As part of Blue Ventures' holistic approach to mangrove conservation through our Blue Forests programme, funded by the UK Government International Climate Finance (ICF), we are working with local communities in the Ambanja region to develop sustainable forest management practices.
Through a combination of fuelwood plantations, better forest resource use, mangrove reforestation and the development of alternative livelihoods, communities are working to maintain healthy productive mangroves, and ensure forest carbon stores remain locked away.
Providing a viable alternative to mangrove charcoal is one of the major goals of this programme, and a critical one if efforts to reduce degradation of native forests are to succeed. The key is to find a miracle tree that will thrive in the Ambanja region’s degraded soils, tolerate climatic extremes, grow rapidly and yield high quality timber for firewood and charcoal production.

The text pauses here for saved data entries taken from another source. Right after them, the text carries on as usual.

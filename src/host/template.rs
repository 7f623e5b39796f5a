//! Route template normalization and placeholder expansion.
//!
//! Templates are written the way a developer thinks of them (`users/{param}/posts`,
//! `\admin\\stats/`, ...) and turned into the exact `/`-separated form stored in the
//! trie, with every placeholder replaced by the wildcard token of its parameter.

use crate::router::{RouteError, WildcardKind};

/// Collapses runs of `/` and `\` into a single `/` and trims leading separators.
///
/// Trailing separators are trimmed as well unless `keep_trailing` is set.
///
/// ```
/// use waypath::host::format_path;
///
/// assert_eq!(format_path("//a\\\\b//c/", false), "a/b/c");
/// assert_eq!(format_path("/a//b/", true), "a/b/");
/// ```
pub fn format_path(path: &str, keep_trailing: bool) -> String {
    let mut out = String::with_capacity(path.len());
    let mut in_separator = false;
    for ch in path.chars() {
        if ch == '/' || ch == '\\' {
            if !in_separator {
                out.push('/');
            }
            in_separator = true;
        } else {
            out.push(ch);
            in_separator = false;
        }
    }

    let trimmed = out.trim_start_matches('/');
    let trimmed = if keep_trailing {
        trimmed
    } else {
        trimmed.trim_end_matches('/')
    };
    trimmed.to_owned()
}

/// Builds the stored form of a route template.
///
/// The result always starts with `/`; a trailing separator on `template` is kept. Each
/// occurrence of `placeholder` (e.g. `{param}`) is replaced, left to right, by the token
/// of the next entry in `params`. Parameters left over once the placeholders run out are
/// appended as extra trailing segments.
///
/// # Errors
///
/// [`RouteError::TemplateMismatch`] if the template has more placeholders than there
/// are parameters.
///
/// # Examples
///
/// ```
/// use waypath::host::expand_template;
/// use waypath::router::WildcardKind;
///
/// let path = expand_template(
///     "users/{param}/posts",
///     "{param}",
///     &[WildcardKind::Digits, WildcardKind::String],
/// )
/// .unwrap();
/// assert_eq!(path, "/users/{digits}/posts/{string}");
/// ```
pub fn expand_template(
    template: &str,
    placeholder: &str,
    params: &[WildcardKind],
) -> Result<String, RouteError> {
    let ends_with_separator = template.ends_with('/') || template.ends_with('\\');
    let mut path = format!("/{}", format_path(template, false));
    if ends_with_separator && path.len() > 1 {
        path.push('/');
    }

    // One pass over the normalized template; substituted tokens are never rescanned.
    let mut params = params.iter();
    let mut expanded = String::with_capacity(path.len());
    let mut rest = 0;
    let mut missing = false;
    for (start, matched) in path.match_indices(placeholder) {
        expanded.push_str(&path[rest..start]);
        match params.next() {
            Some(kind) => expanded.push_str(kind.token()),
            None => {
                expanded.push_str(matched);
                missing = true;
            }
        }
        rest = start + matched.len();
    }
    expanded.push_str(&path[rest..]);
    let mut path = expanded;
    if missing {
        return Err(RouteError::TemplateMismatch { path });
    }

    for kind in params {
        if !path.ends_with('/') {
            path.push('/');
        }
        path.push_str(kind.token());
    }
    Ok(path)
}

As unlikely as it may seem, such a tree appears to exist. The brown salwood (Acacia mangium) – a fast-growing hardwood tree from Australia – seems to offer all these qualities and more. In just five years, this remarkable tree can reach 10–15 metres tall and a diameter at chest height of up to 26 centimetres.

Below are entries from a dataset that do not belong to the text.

//! Backtracking search over the trie.
//!
//! A [`Cursor`] is created for one lookup and dropped when it returns. It walks the
//! request segments left to right and, at each depth, tries candidate keys in strict
//! preference order:
//!
//! ```text
//! literal text  >  {digits}  >  {float}  >  {bool}  >  {string}
//! ```
//!
//! (the wildcard part of that order comes from the configured classifier). When a
//! subtree cannot complete the match, the cursor climbs back to the parent node and
//! resumes the previous segment from its next untried candidate. The search is an
//! explicit loop over a history stack, so deep paths never grow the call stack.

use std::borrow::Cow;

use tracing::trace;

use super::classify::{Classifier, ClassifierExhausted};
use super::node::{NodeId, Trie};

/// One segment being resolved.
#[derive(Debug, Clone, Copy)]
struct Frame<'p> {
    text: &'p str,
    // 0: untried. 1: tried as a literal. n > 1: classifier attempt n - 1 was last used.
    attempt: usize,
}

impl<'p> Frame<'p> {
    fn new(text: &'p str) -> Self {
        Self { text, attempt: 0 }
    }

    // Whether the key this frame resolved to came from the classifier.
    fn is_wildcard(&self) -> bool {
        self.attempt > 1
    }
}

/// Per-lookup search state.
pub(crate) struct Cursor<'r, 's, 'p, T> {
    trie: &'r Trie<T>,
    classifier: &'r Classifier,
    segments: &'s [&'p str],
    current: Frame<'p>,
    node: NodeId,
    // Committed frames, one per level above `current`. The segments after `current`
    // are `segments[history.len() + 1..]`.
    history: Vec<Frame<'p>>,
    captured: Vec<&'p str>,
}

impl<'r, 's, 'p, T> Cursor<'r, 's, 'p, T> {
    /// Prepares a search of `segments`, which must not be empty.
    pub(crate) fn new(
        trie: &'r Trie<T>,
        classifier: &'r Classifier,
        segments: &'s [&'p str],
    ) -> Self {
        Self {
            trie,
            classifier,
            segments,
            current: Frame::new(segments.first().copied().unwrap_or_default()),
            node: NodeId::ROOT,
            history: Vec::with_capacity(segments.len()),
            captured: Vec::new(),
        }
    }

    /// Runs the search to completion.
    ///
    /// Returns the matched leaf value and the texts of every segment that was resolved
    /// through a wildcard, in path order, or `None` once every possibility is spent.
    pub(crate) fn run(mut self) -> Option<(&'r T, Vec<&'p str>)> {
        let trie = self.trie;
        loop {
            let Ok(next) = self.resolve() else {
                if self.backtrack() {
                    continue;
                }
                return None;
            };

            if self.is_last_segment() {
                // A terminal node without a value is not a match; the remaining
                // candidates of this frame (and then its ancestors) still get a turn.
                if let Some(value) = trie.node(next).value() {
                    if self.current.is_wildcard() {
                        self.captured.push(self.current.text);
                    }
                    return Some((value, self.captured));
                }
                continue;
            }

            self.advance(next);
        }
    }

    fn is_last_segment(&self) -> bool {
        self.history.len() + 1 >= self.segments.len()
    }

    /// Finds the next existing child for the current frame.
    ///
    /// Each call resumes where the previous one for this frame stopped, so no candidate
    /// is tried twice at the same depth.
    fn resolve(&mut self) -> Result<NodeId, ClassifierExhausted> {
        let trie = self.trie;
        let node = trie.node(self.node);
        loop {
            self.current.attempt += 1;
            let key = if self.current.attempt == 1 {
                Cow::Borrowed(self.current.text)
            } else {
                match (self.classifier)(self.current.text, self.current.attempt - 1)? {
                    Some(key) => key,
                    None => continue,
                }
            };
            if let Some(child) = node.child(&key) {
                return Ok(child);
            }
        }
    }

    /// Commits the current frame and descends into `next`.
    fn advance(&mut self, next: NodeId) {
        if self.current.is_wildcard() {
            self.captured.push(self.current.text);
        }
        self.history.push(self.current);
        self.node = next;
        self.current = Frame::new(self.segments[self.history.len()]);
    }

    /// Undoes the most recent commitment.
    ///
    /// The abandoned segment goes back to being pending (it restarts from scratch once
    /// reached again); the popped frame keeps its attempt counter so its next resolution
    /// moves on to a fresh candidate. Returns `false` when there is nothing to undo.
    fn backtrack(&mut self) -> bool {
        let Some(parent) = self.trie.node(self.node).parent() else {
            return false;
        };
        let Some(frame) = self.history.pop() else {
            return false;
        };

        if frame.is_wildcard() {
            self.captured.pop();
        }
        trace!(
            abandoned = self.current.text,
            resume = frame.text,
            depth = self.history.len(),
            "backtracking"
        );
        self.node = parent;
        self.current = frame;
        true
    }
}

In other words, it grows faster and produces a lot more wood than mangroves do. In ten years these plantations can yield 44 cubic metres of wood per hectare, helping to ensure that Ambanja’s precious mangrove forests remain intact.
For the last five years, Blue Ventures has been working with four villages to develop fuelwood-growing initiatives. Beyond the initial provision of training and support for community members to set up brown salwood nurseries, our key role has involved helping local landowners to obtain the necessary land tenure rights to establish fuelwood plantation businesses. This is a vital step that ensures landowners have the confidence to commit to investing in a fuelwood crop that will take around five years to mature.
Since 2014, the community fuelwood growers have planted around 72,000 brown salwood trees over 70 hectares, with a further 50 hectares planned by the end of 2020. The individual plantations are small, and are established on abandoned farmland; originally cleared by traditional shifting cultivation methods to grow crops, such land rapidly loses fertility and after just four years it is no longer productive, reverting to rough grazing for zebu cattle.
The first growers have shown that brown salwood can thrive even on this exhausted land. In another few years they should be able to make a reliable income from the timber, to supplement what they earn from fishing or farming.
Now that the brown salwood plantations are growing well and the growers are familiar with the sowing and transplanting process, Blue Ventures will help them to diversify the plantations with other tree species. This will provide growers with additional income from a wider range of tree crops, and lead to ecologically healthier plantations with higher environmental and biodiversity benefits. Growers are particularly interested in fruit and nut trees, including lemon, orange, and cashew, which will produce a crop every year.
In the near future, the morning breeze on the streets of Ambanja will carry the scents of charcoal smoke made not from virgin mangrove forests, but from the wood of the amazing brown salwood tree.